--- Problem ---
Every entry should appear in your answer exactly as it does here.

--- Data to use ---
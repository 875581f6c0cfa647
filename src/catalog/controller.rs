use clap::error::ErrorKind;
use clap::{Parser, Subcommand};
use serde::Serialize;
use tracing::debug;
use crate::books::dto::BookDto;
use crate::catalog::command::add_book_cmd::{AddBookCommand, AddBookCommandRequest};
use crate::catalog::command::list_books_cmd::{ListBooksCommand, ListBooksCommandRequest};
use crate::catalog::command::remove_book_cmd::{RemoveBookCommand, RemoveBookCommandRequest};
use crate::catalog::command::search_books_cmd::{SearchBooksCommand, SearchBooksCommandRequest};
use crate::catalog::command::update_book_cmd::{UpdateBookCommand, UpdateBookCommandRequest};
use crate::catalog::domain::CatalogService;
use crate::core::command::{Command, CommandError};
use crate::core::library::LibraryResult;

/// One line of input in a catalog session
#[derive(Parser, Debug)]
#[command(name = "catalog", no_binary_name = true, disable_version_flag = true)]
struct MenuLine {
    #[command(subcommand)]
    action: MenuAction,
}

#[derive(Subcommand, Debug, PartialEq)]
pub enum MenuAction {
    /// Add a new book
    Add {
        title: String,
        author: String,
        genre: String,
        #[arg(allow_negative_numbers = true)]
        year: i32,
    },

    /// Show every book in the library
    #[command(alias = "list")]
    View,

    /// Find books whose title or author contains a term
    Search {
        term: String,
    },

    /// Delete every book with exactly this title
    Delete {
        title: String,
    },

    /// Change the details of the first book with this title; omitted fields keep their value
    Update {
        old_title: String,

        /// New title
        #[arg(long)]
        title: Option<String>,

        /// New author
        #[arg(long)]
        author: Option<String>,

        /// New genre
        #[arg(long)]
        genre: Option<String>,

        /// New publication year
        #[arg(long, allow_negative_numbers = true)]
        year: Option<i32>,
    },

    /// End the session
    #[command(alias = "exit")]
    Quit,
}

#[derive(Debug, Clone, PartialEq, Serialize)]
#[serde(tag = "level", content = "message", rename_all = "lowercase")]
pub enum Notice {
    Success(String),
    Info(String),
    Warning(String),
    Error(String),
}

// Reply is what the session shows the user after an action.
#[derive(Debug, Clone, PartialEq, Default, Serialize)]
pub struct Reply {
    #[serde(skip_serializing_if = "Option::is_none")]
    pub notice: Option<Notice>,
    #[serde(skip_serializing_if = "Vec::is_empty")]
    pub books: Vec<BookDto>,
    #[serde(skip)]
    pub quit: bool,
}

impl Reply {
    pub fn notice(notice: Notice) -> Self {
        Self { notice: Some(notice), ..Default::default() }
    }

    pub fn table(books: Vec<BookDto>) -> Self {
        Self { books, ..Default::default() }
    }

    pub fn quit() -> Self {
        Self { quit: true, ..Default::default() }
    }

    pub fn render_text(&self) -> String {
        let mut out = String::new();
        if !self.books.is_empty() {
            out.push_str(render_table(&self.books).as_str());
        }
        if let Some(notice) = &self.notice {
            let line = match notice {
                Notice::Success(msg) => format!("[ok] {}", msg),
                Notice::Info(msg) => format!("[info] {}", msg),
                Notice::Warning(msg) => format!("[warn] {}", msg),
                Notice::Error(msg) => format!("[error] {}", msg),
            };
            out.push_str(line.as_str());
            out.push('\n');
        }
        out
    }

    pub fn render_json(&self) -> LibraryResult<String> {
        Ok(serde_json::to_string(self)?)
    }
}

impl From<CommandError> for Reply {
    fn from(err: CommandError) -> Self {
        match err {
            CommandError::Validation { message, .. } => {
                Reply::notice(Notice::Error(message))
            }
            CommandError::Serialization { .. } | CommandError::Runtime { .. } => {
                Reply::notice(Notice::Error(format!("Something went wrong: {}", err.message())))
            }
        }
    }
}

/// Splits a line the way a shell would and parses it into a menu action.
/// Blank lines yield `Ok(None)`; anything clap rejects, including `help`,
/// comes back as a ready-made reply.
pub fn parse_line(line: &str) -> Result<Option<MenuAction>, Reply> {
    let tokens = shell_words::split(line)
        .map_err(|e| Reply::notice(Notice::Error(format!("Could not read that line: {}", e))))?;
    if tokens.is_empty() {
        return Ok(None);
    }
    match MenuLine::try_parse_from(tokens) {
        Ok(menu) => Ok(Some(menu.action)),
        Err(err) => {
            let text = err.render().to_string();
            match err.kind() {
                ErrorKind::DisplayHelp | ErrorKind::DisplayHelpOnMissingArgumentOrSubcommand => {
                    Err(Reply::notice(Notice::Info(text.trim_end().to_string())))
                }
                _ => Err(Reply::notice(Notice::Error(text.trim_end().to_string()))),
            }
        }
    }
}

pub fn dispatch(svc: &mut dyn CatalogService, action: MenuAction) -> Reply {
    debug!(?action, "dispatching");
    let res = match action {
        MenuAction::Add { title, author, genre, year } => {
            AddBookCommand::new(svc)
                .execute(AddBookCommandRequest::new(&title, &author, &genre, year))
                .map(|_| Reply::notice(Notice::Success("Book added successfully!".to_string())))
        }
        MenuAction::View => {
            ListBooksCommand::new(svc)
                .execute(ListBooksCommandRequest::default())
                .map(|res| if res.books.is_empty() {
                    Reply::notice(Notice::Info("Your library is empty. Add some books!".to_string()))
                } else {
                    Reply::table(res.books)
                })
        }
        MenuAction::Search { term } => {
            SearchBooksCommand::new(svc)
                .execute(SearchBooksCommandRequest::new(&term))
                .map(|res| if res.books.is_empty() {
                    Reply::notice(Notice::Warning("No books found matching your search.".to_string()))
                } else {
                    Reply::table(res.books)
                })
        }
        MenuAction::Delete { title } => {
            RemoveBookCommand::new(svc)
                .execute(RemoveBookCommandRequest::new(&title))
                .map(|res| if res.removed == 0 {
                    Reply::notice(Notice::Info(format!("No book titled \"{}\"; nothing was deleted.", title)))
                } else {
                    Reply::notice(Notice::Success("Book deleted successfully!".to_string()))
                })
        }
        MenuAction::Update { old_title, title, author, genre, year } => {
            let req = UpdateBookCommandRequest { old_title: old_title.clone(), title, author, genre, year };
            let no_changes = req.build_update().is_empty();
            UpdateBookCommand::new(svc)
                .execute(req)
                .map(|res| match res.book {
                    Some(_) if no_changes => Reply::notice(Notice::Info(format!("No new details for \"{}\"; nothing was updated.", old_title))),
                    Some(_) => Reply::notice(Notice::Success("Book updated successfully!".to_string())),
                    None => Reply::notice(Notice::Info(format!("No book titled \"{}\"; nothing was updated.", old_title))),
                })
        }
        MenuAction::Quit => Ok(Reply::quit()),
    };
    res.unwrap_or_else(Reply::from)
}

fn render_table(books: &[BookDto]) -> String {
    let headers = ["Title", "Author", "Genre", "Year"];
    let rows: Vec<[String; 4]> = books.iter()
        .map(|b| [b.title.clone(), b.author.clone(), b.genre.clone(), b.year.to_string()])
        .collect();
    let mut widths = headers.map(|h| h.chars().count());
    for row in &rows {
        for (w, cell) in widths.iter_mut().zip(row.iter()) {
            *w = (*w).max(cell.chars().count());
        }
    }

    let format_row = |cells: [&str; 4]| -> String {
        let padded: Vec<String> = cells.iter().zip(widths.iter())
            .map(|(cell, w)| format!("{:<width$}", cell, width = *w))
            .collect();
        format!("{}\n", padded.join(" | ").trim_end())
    };

    let mut out = format_row(headers);
    let rule: Vec<String> = widths.iter().map(|w| "-".repeat(*w)).collect();
    out.push_str(format!("{}\n", rule.join("-+-")).as_str());
    for row in &rows {
        out.push_str(format_row([row[0].as_str(), row[1].as_str(), row[2].as_str(), row[3].as_str()]).as_str());
    }
    out
}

--- Response ---
repository 875581f6c0cfa647
filename src/catalog/controller.rs
use clap::error::ErrorKind;
use clap::{Parser, Subcommand};
use serde::Serialize;
use tracing::debug;
use crate::books::dto::BookDto;
use crate::catalog::command::add_book_cmd::{AddBookCommand, AddBookCommandRequest};
use crate::catalog::command::list_books_cmd::{ListBooksCommand, ListBooksCommandRequest};
use crate::catalog::command::remove_book_cmd::{RemoveBookCommand, RemoveBookCommandRequest};
use crate::catalog::command::search_books_cmd::{SearchBooksCommand, SearchBooksCommandRequest};
use crate::catalog::command::update_book_cmd::{UpdateBookCommand, UpdateBookCommandRequest};
use crate::catalog::domain::CatalogService;
use crate::core::command::{Command, CommandError};
use crate::core::library::LibraryResult;

/// One line of input in a catalog session
#[derive(Parser, Debug)]
#[command(name = "catalog", no_binary_name = true, disable_version_flag = true)]
struct MenuLine {
    #[command(subcommand)]
    action: MenuAction,
}

#[derive(Subcommand, Debug, PartialEq)]
pub enum MenuAction {
    /// Add a new book
    Add {
        title: String,
        author: String,
        genre: String,
        #[arg(allow_negative_numbers = true)]
        year: i32,
    },

    /// Show every book in the library
    #[command(alias = "list")]
    View,

    /// Find books whose title or author contains a term
    Search {
        term: String,
    },

    /// Delete every book with exactly this title
    Delete {
        title: String,
    },

    /// Change the details of the first book with this title; omitted fields keep their value
    Update {
        old_title: String,

        /// New title
        #[arg(long)]
        title: Option<String>,

        /// New author
        #[arg(long)]
        author: Option<String>,

        /// New genre
        #[arg(long)]
        genre: Option<String>,

        /// New publication year
        #[arg(long, allow_negative_numbers = true)]
        year: Option<i32>,
    },

    /// End the session
    #[command(alias = "exit")]
    Quit,
}

#[derive(Debug, Clone, PartialEq, Serialize)]
#[serde(tag = "level", content = "message", rename_all = "lowercase")]
pub enum Notice {
    Success(String),
    Info(String),
    Warning(String),
    Error(String),
}

// Reply is what the session shows the user after an action.
#[derive(Debug, Clone, PartialEq, Default, Serialize)]
pub struct Reply {
    #[serde(skip_serializing_if = "Option::is_none")]
    pub notice: Option<Notice>,
    #[serde(skip_serializing_if = "Vec::is_empty")]
    pub books: Vec<BookDto>,
    #[serde(skip)]
    pub quit: bool,
}

impl Reply {
    pub fn notice(notice: Notice) -> Self {
        Self { notice: Some(notice), ..Default::default() }
    }

    pub fn table(books: Vec<BookDto>) -> Self {
        Self { books, ..Default::default() }
    }

    pub fn quit() -> Self {
        Self { quit: true, ..Default::default() }
    }

    pub fn render_text(&self) -> String {
        let mut out = String::new();
        if !self.books.is_empty() {
            out.push_str(render_table(&self.books).as_str());
        }
        if let Some(notice) = &self.notice {
            let line = match notice {
                Notice::Success(msg) => format!("[ok] {}", msg),
                Notice::Info(msg) => format!("[info] {}", msg),
                Notice::Warning(msg) => format!("[warn] {}", msg),
                Notice::Error(msg) => format!("[error] {}", msg),
            };
            out.push_str(line.as_str());
            out.push('\n');
        }
        out
    }

    pub fn render_json(&self) -> LibraryResult<String> {
        Ok(serde_json::to_string(self)?)
    }
}

impl From<CommandError> for Reply {
    fn from(err: CommandError) -> Self {
        match err {
            CommandError::Validation { message, .. } => {
                Reply::notice(Notice::Error(message))
            }
            CommandError::Serialization { .. } | CommandError::Runtime { .. } => {
                Reply::notice(Notice::Error(format!("Something went wrong: {}", err.message())))
            }
        }
    }
}

/// Splits a line the way a shell would and parses it into a menu action.
/// Blank lines yield `Ok(None)`; anything clap rejects, including `help`,
/// comes back as a ready-made reply.
pub fn parse_line(line: &str) -> Result<Option<MenuAction>, Reply> {
    let tokens = shell_words::split(line)
        .map_err(|e| Reply::notice(Notice::Error(format!("Could not read that line: {}", e))))?;
    if tokens.is_empty() {
        return Ok(None);
    }
    match MenuLine::try_parse_from(tokens) {
        Ok(menu) => Ok(Some(menu.action)),
        Err(err) => {
            let text = err.render().to_string();
            match err.kind() {
                ErrorKind::DisplayHelp | ErrorKind::DisplayHelpOnMissingArgumentOrSubcommand => {
                    Err(Reply::notice(Notice::Info(text.trim_end().to_string())))
                }
                _ => Err(Reply::notice(Notice::Error(text.trim_end().to_string()))),
            }
        }
    }
}

pub fn dispatch(svc: &mut dyn CatalogService, action: MenuAction) -> Reply {
    debug!(?action, "dispatching");
    let res = match action {
        MenuAction::Add { title, author, genre, year } => {
            AddBookCommand::new(svc)
                .execute(AddBookCommandRequest::new(&title, &author, &genre, year))
                .map(|_| Reply::notice(Notice::Success("Book added successfully!".to_string())))
        }
        MenuAction::View => {
            ListBooksCommand::new(svc)
                .execute(ListBooksCommandRequest::default())
                .map(|res| if res.books.is_empty() {
                    Reply::notice(Notice::Info("Your library is empty. Add some books!".to_string()))
                } else {
                    Reply::table(res.books)
                })
        }
        MenuAction::Search { term } => {
            SearchBooksCommand::new(svc)
                .execute(SearchBooksCommandRequest::new(&term))
                .map(|res| if res.books.is_empty() {
                    Reply::notice(Notice::Warning("No books found matching your search.".to_string()))
                } else {
                    Reply::table(res.books)
                })
        }
        MenuAction::Delete { title } => {
            RemoveBookCommand::new(svc)
                .execute(RemoveBookCommandRequest::new(&title))
                .map(|res| if res.removed == 0 {
                    Reply::notice(Notice::Info(format!("No book titled \"{}\"; nothing was deleted.", title)))
                } else {
                    Reply::notice(Notice::Success("Book deleted successfully!".to_string()))
                })
        }
        MenuAction::Update { old_title, title, author, genre, year } => {
            let req = UpdateBookCommandRequest { old_title: old_title.clone(), title, author, genre, year };
            let no_changes = req.build_update().is_empty();
            UpdateBookCommand::new(svc)
                .execute(req)
                .map(|res| match res.book {
                    Some(_) if no_changes => Reply::notice(Notice::Info(format!("No new details for \"{}\"; nothing was updated.", old_title))),
                    Some(_) => Reply::notice(Notice::Success("Book updated successfully!".to_string())),
                    None => Reply::notice(Notice::Info(format!("No book titled \"{}\"; nothing was updated.", old_title))),
                })
        }
        MenuAction::Quit => Ok(Reply::quit()),
    };
    res.unwrap_or_else(Reply::from)
}

fn render_table(books: &[BookDto]) -> String {
    let headers = ["Title", "Author", "Genre", "Year"];
    let rows: Vec<[String; 4]> = books.iter()
        .map(|b| [b.title.clone(), b.author.clone(), b.genre.clone(), b.year.to_string()])
        .collect();
    let mut widths = headers.map(|h| h.chars().count());
    for row in &rows {
        for (w, cell) in widths.iter_mut().zip(row.iter()) {
            *w = (*w).max(cell.chars().count());
        }
    }

    let format_row = |cells: [&str; 4]| -> String {
        let padded: Vec<String> = cells.iter().zip(widths.iter())
            .map(|(cell, w)| format!("{:<width$}", cell, width = *w))
            .collect();
        format!("{}\n", padded.join(" | ").trim_end())
    };

    let mut out = format_row(headers);
    let rule: Vec<String> = widths.iter().map(|w| "-".repeat(*w)).collect();
    out.push_str(format!("{}\n", rule.join("-+-")).as_str());
    for row in &rows {
        out.push_str(format_row([row[0].as_str(), row[1].as_str(), row[2].as_str(), row[3].as_str()]).as_str());
    }
    out
}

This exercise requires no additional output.